Satellite images from Sentinel-2 satellite, released by European Space Agency, are originally encoded in JPEG2000 format with an unusual 15-bit encoding. Since early versions, Pillow is reading these images incorrectly.

  • For Pillow<9.0.0 the error was that the decoded values were twice as large as they should be. Therefore a simple fix of dividing values by 2 solved the problem. This can be seen from code snippet 2.

  • For Pillow>=9.0.0 the decoded values seem to be completely arbitrary and such a fix doesn't work anymore. This can be seen from code snippet 1.
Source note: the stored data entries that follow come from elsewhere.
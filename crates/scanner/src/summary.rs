use crate::Result;
use std::borrow::Cow;
use std::path::{Path, PathBuf};
use trailscan_discovery::DiscoveryRecord;

pub const SUMMARY_HEADER: [&str; 4] = ["key", "value", "eventAction", "eventExampleId"];

/// Writes discoveries as a four-column CSV table.
#[derive(Debug, Clone)]
pub struct SummaryWriter {
    path: PathBuf,
}

impl SummaryWriter {
    pub fn new(path: impl AsRef<Path>) -> Self {
        Self {
            path: path.as_ref().to_path_buf(),
        }
    }

    pub fn path(&self) -> &Path {
        &self.path
    }

    /// Replace the target file with a fresh table; returns the number of data rows.
    pub async fn write(&self, records: &[DiscoveryRecord]) -> Result<usize> {
        if let Some(parent) = self.path.parent().filter(|p| !p.as_os_str().is_empty()) {
            tokio::fs::create_dir_all(parent).await?;
        }
        tokio::fs::write(&self.path, render_csv(records)).await?;
        Ok(records.len())
    }

    /// Like [`SummaryWriter::write`], but failures are logged instead of returned.
    pub async fn write_best_effort(&self, records: &[DiscoveryRecord]) -> Option<usize> {
        match self.write(records).await {
            Ok(rows) => {
                log::info!(path:% = self.path.display(), rows = rows; "Wrote summary");
                Some(rows)
            }
            Err(err) => {
                log::error!(
                    path:% = self.path.display(),
                    error:% = err;
                    "Couldn't write summary file"
                );
                None
            }
        }
    }
}

#[must_use]
pub fn render_csv(records: &[DiscoveryRecord]) -> String {
    let mut out = String::new();
    push_row(&mut out, SUMMARY_HEADER);
    for record in records {
        push_row(
            &mut out,
            [
                record.path.as_str(),
                record.value.as_str(),
                record.action.as_str(),
                record.event_id.as_str(),
            ],
        );
    }
    out
}

fn push_row(out: &mut String, fields: [&str; 4]) {
    for (pos, field) in fields.into_iter().enumerate() {
        if pos > 0 {
            out.push(',');
        }
        out.push_str(&quote_field(field));
    }
    out.push('\n');
}

fn quote_field(field: &str) -> Cow<'_, str> {
    let needs_quotes = field.contains([',', '"', '\r', '\n'])
        || field.chars().next().is_some_and(char::is_whitespace);
    if !needs_quotes {
        return Cow::Borrowed(field);
    }
    Cow::Owned(format!("\"{}\"", field.replace('"', "\"\"")))
}
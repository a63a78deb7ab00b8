//! # trailscan discovery
//!
//! Pure building blocks for finding identifier-like values in audit-event
//! payloads.
//!
//! ## Pipeline
//!
//! ```text
//! CloudTrailEvent payload (JSON string)
//!     │
//!     ├──> Flattener
//!     │      └─> (path, scalar) pairs, e.g. `resources.0.ARN`
//!     │
//!     ├──> Path Normalizer
//!     │      └─> schema key, e.g. `resources.[].ARN`
//!     │
//!     ├──> Classifier (string leaves only)
//!     │      └─> ARN / resource id / nothing
//!     │
//!     └──> Discovery Cache (first write wins)
//! ```
//!
//! ## Example
//!
//! ```
//! use trailscan_discovery::{classify, flatten, normalize, DiscoveryCache, FlatValue};
//!
//! let payload = r#"{"resources":[{"ARN":"arn:aws:s3:::bucket"}]}"#;
//! let mut cache = DiscoveryCache::new();
//! for field in flatten(payload).unwrap() {
//!     let FlatValue::String(value) = &field.value else { continue };
//!     let key = normalize(&field.path);
//!     if cache.contains(&key) || !classify(value) {
//!         continue;
//!     }
//!     cache.try_insert(key, value.clone(), "GetObject", "evt-1");
//! }
//! assert_eq!(cache.len(), 1);
//! ```

mod cache;
mod classifier;
mod error;
mod flatten;
mod path;

pub use cache::{DiscoveryCache, DiscoveryRecord};
pub use classifier::{classify, identify, IdentifierKind};
pub use error::{FlattenError, Result};
pub use flatten::{flatten, FlatField, FlatValue, PATH_DELIMITER};
pub use path::{normalize, NormalizedPath, INDEX_WILDCARD};
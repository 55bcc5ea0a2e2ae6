//! Read-only repository views for the gateway: commit log with graph lanes,
//! per-commit diff stats, and ahead-of-remote counts.
//!
//! Built on libgit2 so reads never contend with the subprocess side for the
//! index. Everything here is synchronous; callers run it on the blocking
//! pool.

use std::collections::HashMap;
use std::path::Path;

use anyhow::{Context, Result};
use git2::{BranchType, Delta, DiffOptions, Oid, Repository, Sort};
use serde::Serialize;

#[derive(Debug, Clone, Serialize)]
pub struct CommitInfo {
    pub sha: String,
    pub short: String,
    pub parents: Vec<String>,
    pub message: String,
    pub author: String,
    pub time_ago: String,
    pub refs: Vec<String>,
    pub lane: usize,
}

#[derive(Debug, Clone, Serialize)]
pub struct CommitFileChange {
    pub path: String,
    pub status: String,
    pub additions: u32,
    pub deletions: u32,
}

#[derive(Debug, Clone, Serialize)]
pub struct CommitDetail {
    pub body: String,
    pub files: Vec<CommitFileChange>,
}

/// `true` for a plausible (possibly abbreviated) hex object id. Guards the
/// URL path parameter before it reaches libgit2.
pub fn is_valid_sha(s: &str) -> bool {
    (4..=40).contains(&s.len()) && s.chars().all(|c| c.is_ascii_hexdigit())
}

fn humanize_age(seconds: i64) -> String {
    let seconds = seconds.max(0);
    let (value, unit) = if seconds < 60 {
        return "just now".to_string();
    } else if seconds < 3600 {
        (seconds / 60, "minute")
    } else if seconds < 86400 {
        (seconds / 3600, "hour")
    } else if seconds < 86400 * 30 {
        (seconds / 86400, "day")
    } else if seconds < 86400 * 365 {
        (seconds / (86400 * 30), "month")
    } else {
        (seconds / (86400 * 365), "year")
    };
    if value == 1 {
        format!("1 {} ago", unit)
    } else {
        format!("{} {}s ago", value, unit)
    }
}

/// Lane assignment for the commit graph, over commits in display order
/// (newest first). A commit takes the first lane that expects it; its first
/// parent inherits that lane; each additional parent (merge source) gets the
/// first free slot; a lane is freed when no active descendant remains.
/// Deterministic for a fixed commit order.
pub fn assign_lanes(commits: &[(String, Vec<String>)]) -> Vec<usize> {
    let mut lanes: Vec<Option<String>> = Vec::new();
    let mut result = Vec::with_capacity(commits.len());

    for (sha, parents) in commits {
        let holders: Vec<usize> = lanes
            .iter()
            .enumerate()
            .filter(|(_, expected)| expected.as_deref() == Some(sha.as_str()))
            .map(|(i, _)| i)
            .collect();

        let lane = match holders.first() {
            Some(&lane) => {
                // Multiple branches converge on this commit; keep the
                // leftmost lane, free the rest.
                for &extra in &holders[1..] {
                    lanes[extra] = None;
                }
                lane
            }
            None => match lanes.iter().position(Option::is_none) {
                Some(free) => free,
                None => {
                    lanes.push(None);
                    lanes.len() - 1
                }
            },
        };

        match parents.first() {
            Some(first_parent) => lanes[lane] = Some(first_parent.clone()),
            None => lanes[lane] = None,
        }
        for parent in parents.iter().skip(1) {
            if !lanes.iter().any(|e| e.as_deref() == Some(parent.as_str())) {
                match lanes.iter().position(Option::is_none) {
                    Some(free) => lanes[free] = Some(parent.clone()),
                    None => lanes.push(Some(parent.clone())),
                }
            }
        }
        result.push(lane);
    }
    result
}

/// Topologically ordered commit log across all refs, decorated with branch
/// names and graph lanes.
pub fn log(repo_dir: &Path, limit: usize) -> Result<Vec<CommitInfo>> {
    let repo = Repository::open(repo_dir).context("Failed to open git repository")?;

    let mut refs_by_oid: HashMap<Oid, Vec<String>> = HashMap::new();
    if let Ok(references) = repo.references() {
        for reference in references.flatten() {
            if let (Some(name), Some(oid)) = (reference.shorthand(), reference.target()) {
                refs_by_oid.entry(oid).or_default().push(name.to_string());
            }
        }
    }

    let mut revwalk = repo.revwalk()?;
    revwalk.set_sorting(Sort::TOPOLOGICAL | Sort::TIME)?;
    let mut pushed_any = false;
    for glob in ["refs/heads/*", "refs/remotes/*"] {
        if revwalk.push_glob(glob).is_ok() {
            pushed_any = true;
        }
    }
    if let Ok(head) = repo.head()
        && let Some(oid) = head.target()
    {
        let _ = revwalk.push(oid);
        pushed_any = true;
    }
    if !pushed_any {
        return Ok(Vec::new());
    }

    let now = chrono::Utc::now().timestamp();
    let mut commits = Vec::new();
    for oid in revwalk.flatten().take(limit) {
        let Ok(commit) = repo.find_commit(oid) else {
            continue;
        };
        let sha = oid.to_string();
        commits.push(CommitInfo {
            short: sha[..7].to_string(),
            parents: commit.parent_ids().map(|p| p.to_string()).collect(),
            message: commit.summary().unwrap_or("").to_string(),
            author: commit.author().name().unwrap_or("unknown").to_string(),
            time_ago: humanize_age(now - commit.time().seconds()),
            refs: refs_by_oid.get(&oid).cloned().unwrap_or_default(),
            lane: 0,
            sha,
        });
    }

    let shape: Vec<(String, Vec<String>)> = commits
        .iter()
        .map(|c| (c.sha.clone(), c.parents.clone()))
        .collect();
    for (commit, lane) in commits.iter_mut().zip(assign_lanes(&shape)) {
        commit.lane = lane;
    }
    Ok(commits)
}

/// Full message body plus per-file change stats for one commit.
pub fn commit_detail(repo_dir: &Path, sha: &str) -> Result<CommitDetail> {
    anyhow::ensure!(is_valid_sha(sha), "invalid commit id: {}", sha);
    let repo = Repository::open(repo_dir).context("Failed to open git repository")?;
    let commit = repo
        .revparse_single(sha)
        .with_context(|| format!("Unknown commit {}", sha))?
        .peel_to_commit()
        .context("Object is not a commit")?;

    let body = commit.message().unwrap_or("").trim().to_string();
    let tree = commit.tree()?;
    let parent_tree = commit.parent(0).ok().and_then(|p| p.tree().ok());

    let mut opts = DiffOptions::new();
    let mut diff = repo.diff_tree_to_tree(parent_tree.as_ref(), Some(&tree), Some(&mut opts))?;
    diff.find_similar(None)?;

    let mut files = Vec::new();
    for delta_idx in 0..diff.deltas().len() {
        let Some(delta) = diff.get_delta(delta_idx) else {
            continue;
        };
        let Some(path) = delta.new_file().path().or_else(|| delta.old_file().path()) else {
            continue;
        };
        let status = match delta.status() {
            Delta::Added => "A",
            Delta::Modified => "M",
            Delta::Deleted => "D",
            Delta::Renamed => "R",
            _ => continue,
        };

        let mut additions = 0u32;
        let mut deletions = 0u32;
        if let Ok(Some(mut patch)) = git2::Patch::from_diff(&diff, delta_idx) {
            patch
                .print(&mut |_delta, _hunk, line| {
                    match line.origin() {
                        '+' => additions += 1,
                        '-' => deletions += 1,
                        _ => {}
                    }
                    true
                })
                .ok();
        }

        files.push(CommitFileChange {
            path: path.to_string_lossy().to_string(),
            status: status.to_string(),
            additions,
            deletions,
        });
    }

    Ok(CommitDetail { body, files })
}

/// `(commits ahead of origin/<branch>, repo has a remote)`.
pub fn unpushed_count(repo_dir: &Path, branch: &str) -> Result<(usize, bool)> {
    let repo = Repository::open(repo_dir).context("Failed to open git repository")?;
    let has_remote = repo.remotes().map(|r| !r.is_empty()).unwrap_or(false);
    if !has_remote {
        return Ok((0, false));
    }

    let local = repo
        .find_branch(branch, BranchType::Local)
        .ok()
        .and_then(|b| b.get().target());
    let upstream = repo
        .find_branch(&format!("origin/{}", branch), BranchType::Remote)
        .ok()
        .and_then(|b| b.get().target());

    match (local, upstream) {
        (Some(local), Some(upstream)) => {
            let (ahead, _behind) = repo.graph_ahead_behind(local, upstream)?;
            Ok((ahead, true))
        }
        _ => Ok((0, true)),
    }
}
What did you expect to happen?

It is expected that values would be read correctly, like this is done by OpenCV and rasterio packages (code snippets 3 and 4).

What actually happened?

Pillow reads values incorrectly.

What are your OS, Python and Pillow versions?

  • OS: any OS (used Linux Ubuntu 20.04)
  • Python: any version (used 3.8)
  • Pillow: >=9.0.0 (used 9.1.0)

Code snippets

For all code snippets we use a small 15-bit JP2 image from sentinelhub package unit tests. For simplicity we compare only mean values.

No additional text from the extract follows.